How China treats the Taliban will say a lot about the kind of power it wants to be – 08/19/2021 – Tatiana Prazeres

For the United States, the balance of the invasion of Afghanistan is mainly accounted for. By disastrously leaving the country, the Americans sealed the failure of the two-decade intervention, claimed more than 150,000 lives, consumed $ 1 trillion, and ultimately crowned the ruling Taliban.

And what is the outcome for China? Those in a hurry might conclude that if the outcome is bad for Washington, it is good for Beijing. But the assessment is disconnected from reality.

The Taliban’s victory in Afghanistan worries above all the Chinese, who are better prepared than the United States for this result.

In July, as Joe Biden promoted the virtues of Afghan troops and spoke of an orderly departure from the country, China’s foreign minister welcomed an official Taliban delegation to the city of Tianjin. But he did it out of political calculation rather than preference.

China and Afghanistan are neighbors. They are connected by the Wakhan Corridor, a narrow strip of mountainous terrain that precisely connects Afghanistan to Xinjiang. Object of international attention because of its treatment of Uyghur Muslim inhabitants, the province already represented for Beijing a concern for national security and territorial integrity. Now even more.

At the forefront of Chinese priorities is the Taliban’s interest in ensuring the stability of Afghanistan and containing the so-called “three forces of evil”: terrorism, extremism and separatism. The fear is that the country will become a base of support for the actions in China of terrorist and separatist groups, in particular the Islamic Movement of East Turkestan.

It is true that the vacuum created by the Americans gives way to the Chinese. It makes sense that Beijing counts the country on the New Silk Road and promotes greater economic integration between China, Afghanistan and Pakistan. It is interesting to use economic and diplomatic instruments to exert greater influence in Afghanistan and Central Asia.

But the real investment opportunities depend on a minimum of security and stability in the country, which is not guaranteed. Beijing’s risk aversion has increased with recent attacks on Chinese involved in projects in Pakistan.

China’s gains from the Taliban victory are uncertain except for one. The only guaranteed gain comes from the degradation of the image of the United States in the world. Doubts are growing about the credibility of US security promises.

Beijing wants the message to reach Taiwan – to authorities and citizens. He wants them to understand the risks of relying on the United States in a separatist adventure.
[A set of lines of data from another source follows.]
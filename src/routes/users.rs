// SPDX-License-Identifier: MIT
// Copyright 2026 Roland Dreier <roland@rolandd.dev>

//! Per-user history and personal record routes.

use crate::error::Result;
use crate::middleware::auth::Caller;
use crate::models::{PersonalRecord, WorkoutSession};
use crate::routes::change_events;
use crate::AppState;
use axum::{
    extract::{Path, Query, State},
    response::IntoResponse,
    routing::get,
    Extension, Json, Router,
};
use serde::Deserialize;
use std::sync::Arc;
use validator::Validate;

pub fn routes() -> Router<Arc<AppState>> {
    Router::new()
        .route("/api/users/{user_id}/workouts", get(get_history))
        .route(
            "/api/users/{user_id}/personal-records",
            get(get_personal_records),
        )
        .route(
            "/api/users/{user_id}/personal-records/events",
            get(personal_record_events),
        )
}

#[derive(Debug, Deserialize, Validate)]
pub struct HistoryQuery {
    #[validate(range(min = 1, max = 100))]
    pub limit: Option<u32>,
}

#[derive(Debug, Deserialize, Validate)]
pub struct RecordsQuery {
    #[validate(length(min = 1, max = 128))]
    pub exercise_id: Option<String>,
}

async fn get_history(
    State(state): State<Arc<AppState>>,
    Extension(caller): Extension<Caller>,
    Path(user_id): Path<String>,
    Query(params): Query<HistoryQuery>,
) -> Result<Json<Vec<WorkoutSession>>> {
    params.validate()?;
    let sessions = state
        .service
        .get_workout_history(&caller, &user_id, params.limit)
        .await?;
    Ok(Json(sessions))
}

async fn get_personal_records(
    State(state): State<Arc<AppState>>,
    Extension(caller): Extension<Caller>,
    Path(user_id): Path<String>,
    Query(params): Query<RecordsQuery>,
) -> Result<Json<Vec<PersonalRecord>>> {
    params.validate()?;
    let records = state
        .service
        .get_personal_records(&caller, &user_id, params.exercise_id.as_deref())
        .await?;
    Ok(Json(records))
}

/// New and updated personal records, as Server-Sent Events.
async fn personal_record_events(
    State(state): State<Arc<AppState>>,
    Extension(caller): Extension<Caller>,
    Path(user_id): Path<String>,
) -> Result<impl IntoResponse> {
    let subscription = state
        .service
        .subscribe_to_personal_records(&caller, &user_id)
        .await?;
    Ok(change_events(subscription))
}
Images and reports of abandoned Afghans by the Americans add color to the speculation fueled with relish here.

However, how China treats the Afghan Taliban will say a lot about what kind of power it wants to be – something the world will pay attention to. Beijing will calibrate its relationship by the group’s ability to keep its promises to stay away from the so-called evil triad.

And the relationship will also test the limits of Chinese diplomacy, formed to value non-interference in internal affairs. How far can Beijing stand idly by in the face of the brutal setbacks in the situation of women and girls? Or a humanitarian crisis at the border? Like it or not, your recent status in power comes with greater responsibilities and expectations.

The US failure also poses risks for China. From now on, Beijing’s actions and omissions will bear their own weight in Afghan history for the next 20 years.